Beta-thalassaemia in indigenous Belgian families: identification of a novel mutation
Heusterspreute, M × Derclaye, I Gala, J L Van Geet, Christel Ferrant, A Malchaire, Y Thonnard, J Vaerman, J L Philippe, M #
Human Genetics vol:98 issue:1 pages:77-9
The molecular basis of beta-thalassemia was investigated at the DNA level in 28 Belgians from 14 unrelated families. All the patients were heterozygous for beta-thalassaemia. Seven different mutations were identified using a combination of dot-blot hybridization with allele-specific oligonucleotide probes and direct automated fluorescence-based DNA sequencing. Among these mutations, four are commonly found in the Mediterraneans - codon 8 (-AA), IVS-I-1 (G --> A), IVS-I-6 (T --> C) and codon 39 (C --> T)-and two have occasionally been reported-initiation codon (T --> C) and codon 35 (C --> A).

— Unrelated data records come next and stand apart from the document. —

//! Interactive assessment command
//!
//! Runs the selected questionnaires in the terminal: one question at a
//! time, numbered options, `b` to step back, `q` to abandon. Scoring only
//! happens once a catalog is complete (or the run is exported), through the
//! same engine the TUI and `score` command use.

use anyhow::{Context, Result};
use console::{style, Term};
use indicatif::{ProgressBar, ProgressStyle};
use std::path::Path;

use crate::catalog::Scale;
use crate::models::{
    deterministic_report_id, AnsweredQuestion, AssessmentReport, OptionKey, UserAnswer,
};
use crate::reporters::{self, OutputFormat};
use crate::scoring;
use crate::session::{Advance, AssessmentSession, SessionState};

use super::{book, ScaleSelection};

pub(crate) fn run(selection: ScaleSelection, format: &str, output: Option<&Path>) -> Result<()> {
    let format: OutputFormat = format.parse()?;
    let term = Term::stdout();

    let mut dass_report = None;
    let mut star_report = None;
    let mut answered = Vec::new();
    let mut all_answers: Vec<UserAnswer> = Vec::new();

    for &scale in selection.scales() {
        let answers = match run_session(&term, scale)? {
            Some(answers) => answers,
            None => {
                println!("\n{}", style("Assessment abandoned. Nothing was kept.").dim());
                return Ok(());
            }
        };

        match scale {
            Scale::Dass => dass_report = Some(scoring::dass::compute(&answers)),
            Scale::Star => star_report = Some(scoring::star::compute(&answers)),
        }
        answered.extend(AnsweredQuestion::collect(scale.questions(), &answers));
        all_answers.extend(answers);
    }

    let report = AssessmentReport::new(dass_report, star_report)
        .with_answers(answered)
        .with_id(deterministic_report_id(&all_answers));

    let rendered = reporters::report_with_format(&report, format)?;
    match output {
        Some(path) => {
            std::fs::write(path, rendered)
                .with_context(|| format!("Failed to write report to {}", path.display()))?;
            println!(
                "{} Report written to {}",
                style("✓").green(),
                style(path.display()).cyan()
            );
        }
        None => println!("{rendered}"),
    }

    // Offer the follow-up flow only when showing results on a terminal
    if format == OutputFormat::Text && output.is_none() {
        offer_booking(&term, &report)?;
    }

    Ok(())
}

/// Run one catalog to completion. Returns `None` if the user abandons.
fn run_session(term: &Term, scale: Scale) -> Result<Option<Vec<UserAnswer>>> {
    let mut session = AssessmentSession::new(scale);
    session.start();

    println!("\n{}", style(scale.label()).bold());
    println!(
        "{}",
        style("Answer with 1-4. b = back, q = quit.").dim()
    );

    let total = scale.questions().len() as u64;
    let bar = ProgressBar::new(total);
    bar.set_style(
        ProgressStyle::default_bar()
            .template("  {bar:30.cyan/blue} {pos}/{len}")
            .expect("static progress template"),
    );

    loop {
        match session.state() {
            SessionState::Completed => break,
            // Backed out of the first question
            SessionState::NotStarted => {
                bar.finish_and_clear();
                return Ok(None);
            }
            SessionState::InProgress => {}
        }

        let question = session.current_question().expect("session in progress");
        bar.println(format!(
            "\n{} {}",
            style(format!("[Level {}]", question.level)).cyan(),
            style(question.prompt).bold()
        ));
        for option in &question.options {
            bar.println(format!(
                "  {}. {}",
                style(option.key.ordinal()).yellow(),
                option.label
            ));
        }
        if let Some(pending) = session.pending() {
            bar.println(format!(
                "  {}",
                style(format!(
                    "(previous answer: {})",
                    question.option(pending).label
                ))
                .dim()
            ));
        }

        term.write_str("> ")?;
        let input = term.read_line()?;
        match input.trim() {
            "b" | "back" => session.go_back(),
            "q" | "quit" => {
                bar.finish_and_clear();
                return Ok(None);
            }
            s => match s.parse::<u8>().ok().and_then(OptionKey::from_ordinal) {
                Some(key) => {
                    session.select_option(key);
                    if let Advance::Next {
                        level_up: Some(level),
                    } = session.confirm_and_advance()
                    {
                        bar.println(format!(
                            "\n  {}",
                            style(format!("★ Level {} reached", level)).green().bold()
                        ));
                    }
                }
                None => {
                    bar.println(format!(
                        "  {}",
                        style("Pick an option 1-4, b to go back, q to quit.").red()
                    ));
                }
            },
        }
        bar.set_position(session.answers().len() as u64);
    }

    bar.finish_and_clear();
    println!(
        "{} {} complete",
        style("✓").green(),
        scale.label()
    );
    Ok(Some(session.answers().to_vec()))
}

/// Post-results prompt into the booking flow.
fn offer_booking(term: &Term, report: &AssessmentReport) -> Result<()> {
    term.write_str(&format!(
        "\nBook a consultation to discuss these results? {} ",
        style("[y/N]").dim()
    ))?;
    let input = term.read_line()?;
    if matches!(input.trim().to_lowercase().as_str(), "y" | "yes") {
        book::run_interactive(term, report)?;
    }
    Ok(())
}
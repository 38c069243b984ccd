//! User-level configuration for mindgauge
//!
//! Supports loading config from:
//! - Environment variables
//! - ~/.config/mindgauge/config.toml

use anyhow::Result;
use serde::{Deserialize, Serialize};
use std::path::PathBuf;
use std::time::Duration;

#[derive(Debug, Default, Deserialize, Serialize)]
pub struct UserConfig {
    #[serde(default)]
    pub contact: ContactConfig,
    #[serde(default)]
    pub delivery: DeliveryConfig,
}

#[derive(Debug, Default, Deserialize, Serialize)]
pub struct ContactConfig {
    /// Where the complete-data results email goes
    pub admin_email: Option<String>,

    /// Sender address on composed emails
    pub from_address: Option<String>,
}

#[derive(Debug, Default, Deserialize, Serialize)]
pub struct DeliveryConfig {
    /// Artificial delay before the simulated send, in milliseconds
    pub simulate_delay_ms: Option<u64>,
}

impl UserConfig {
    /// Load config from all sources, with priority:
    /// 1. Environment variables (highest)
    /// 2. User config (~/.config/mindgauge/config.toml)
    pub fn load() -> Result<Self> {
        let mut config = UserConfig::default();

        // Load user config
        if let Some(user_config) = Self::user_config_path()
            .filter(|p| p.exists())
            .and_then(|p| std::fs::read_to_string(&p).ok())
            .and_then(|content| toml::from_str::<UserConfig>(&content).ok())
        {
            config.merge(user_config);
        }

        // Environment variables override everything
        if let Ok(email) = std::env::var("MINDGAUGE_ADMIN_EMAIL") {
            config.contact.admin_email = Some(email);
        }
        if let Ok(addr) = std::env::var("MINDGAUGE_FROM_ADDRESS") {
            config.contact.from_address = Some(addr);
        }
        if let Ok(ms) = std::env::var("MINDGAUGE_DELIVERY_DELAY_MS") {
            if let Ok(ms) = ms.parse() {
                config.delivery.simulate_delay_ms = Some(ms);
            }
        }

        Ok(config)
    }

    /// Get the user config file path
    pub fn user_config_path() -> Option<PathBuf> {
        dirs::config_dir().map(|p| p.join("mindgauge").join("config.toml"))
    }

    /// Merge another config into this one (other takes priority)
    fn merge(&mut self, other: UserConfig) {
        if other.contact.admin_email.is_some() {
            self.contact.admin_email = other.contact.admin_email;
        }
        if other.contact.from_address.is_some() {
            self.contact.from_address = other.contact.from_address;
        }
        if other.delivery.simulate_delay_ms.is_some() {
            self.delivery.simulate_delay_ms = other.delivery.simulate_delay_ms;
        }
    }

    /// Admin recipient for complete-data result emails
    pub fn admin_email(&self) -> &str {
        self.contact
            .admin_email
            .as_deref()
            .unwrap_or("admin@mindgauge.example")
    }

    /// Sender address for composed emails
    pub fn from_address(&self) -> &str {
        self.contact
            .from_address
            .as_deref()
            .unwrap_or("noreply@mindgauge.example")
    }

    /// Artificial delay applied before the simulated send
    pub fn delivery_delay(&self) -> Duration {
        Duration::from_millis(self.delivery.simulate_delay_ms.unwrap_or(2000))
    }

    /// Initialize user config directory and create example config
    pub fn init_user_config() -> Result<PathBuf> {
        let config_path = Self::user_config_path()
            .ok_or_else(|| anyhow::anyhow!("Could not determine config directory"))?;

        if let Some(parent) = config_path.parent() {
            std::fs::create_dir_all(parent)?;
        }

        if !config_path.exists() {
            let example = r#"# Mindgauge User Configuration

[contact]
# Where the complete-data results email goes
# admin_email = "admin@mindgauge.example"

# Sender address on composed emails
# from_address = "noreply@mindgauge.example"

[delivery]
# Artificial delay before the simulated send, in milliseconds
# simulate_delay_ms = 2000
"#;
            std::fs::write(&config_path, example)?;
        }

        Ok(config_path)
    }
}

#[cfg(test)]
mod tests {
    use super::*;

    #[test]
    fn test_default_config() {
        let config = UserConfig::default();
        assert_eq!(config.admin_email(), "admin@mindgauge.example");
        assert_eq!(config.from_address(), "noreply@mindgauge.example");
        assert_eq!(config.delivery_delay(), Duration::from_millis(2000));
    }

    #[test]
    fn test_toml_parsing() {
        let toml_str = r#"
[contact]
admin_email = "clinic@example.com"
from_address = "results@example.com"

[delivery]
simulate_delay_ms = 250
"#;
        let config: UserConfig = toml::from_str(toml_str).unwrap();
        assert_eq!(config.admin_email(), "clinic@example.com");
        assert_eq!(config.from_address(), "results@example.com");
        assert_eq!(config.delivery_delay(), Duration::from_millis(250));
    }

    #[test]
    fn test_toml_parsing_minimal() {
        let config: UserConfig = toml::from_str("").unwrap();
        assert_eq!(config.admin_email(), "admin@mindgauge.example");
    }

    #[test]
    fn test_invalid_toml_does_not_crash() {
        let bad_toml = "this is [[ not valid toml {{{}}}";
        let result = toml::from_str::<UserConfig>(bad_toml);
        assert!(result.is_err());
    }

    #[test]
    fn test_merge_overrides_set_fields() {
        let mut base = UserConfig::default();
        let other = UserConfig {
            contact: ContactConfig {
                admin_email: Some("clinic@example.com".to_string()),
                from_address: None,
            },
            delivery: DeliveryConfig {
                simulate_delay_ms: Some(0),
            },
        };
        base.merge(other);
        assert_eq!(base.admin_email(), "clinic@example.com");
        // Unset fields keep their defaults
        assert_eq!(base.from_address(), "noreply@mindgauge.example");
        assert_eq!(base.delivery_delay(), Duration::ZERO);
    }

    #[test]
    fn test_user_config_path_returns_some() {
        // On most systems, config_dir() should return a valid path
        if let Some(p) = UserConfig::user_config_path() {
            assert!(p.ends_with("mindgauge/config.toml"));
        }
    }
}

The last mutation, a -CC deletion at codons 38/39, appears to be a novel mutation and can routinely be investigated by AvaII restriction on amplified DNA. We report our findings, discuss the diversity of the mutations found in Belgium and show the usefulness of direct DNA sequencing in a population in which the molecular defects of beta-thalassaemia have yet to be characterized and in which screening is hampered by the wide range of potential mutations.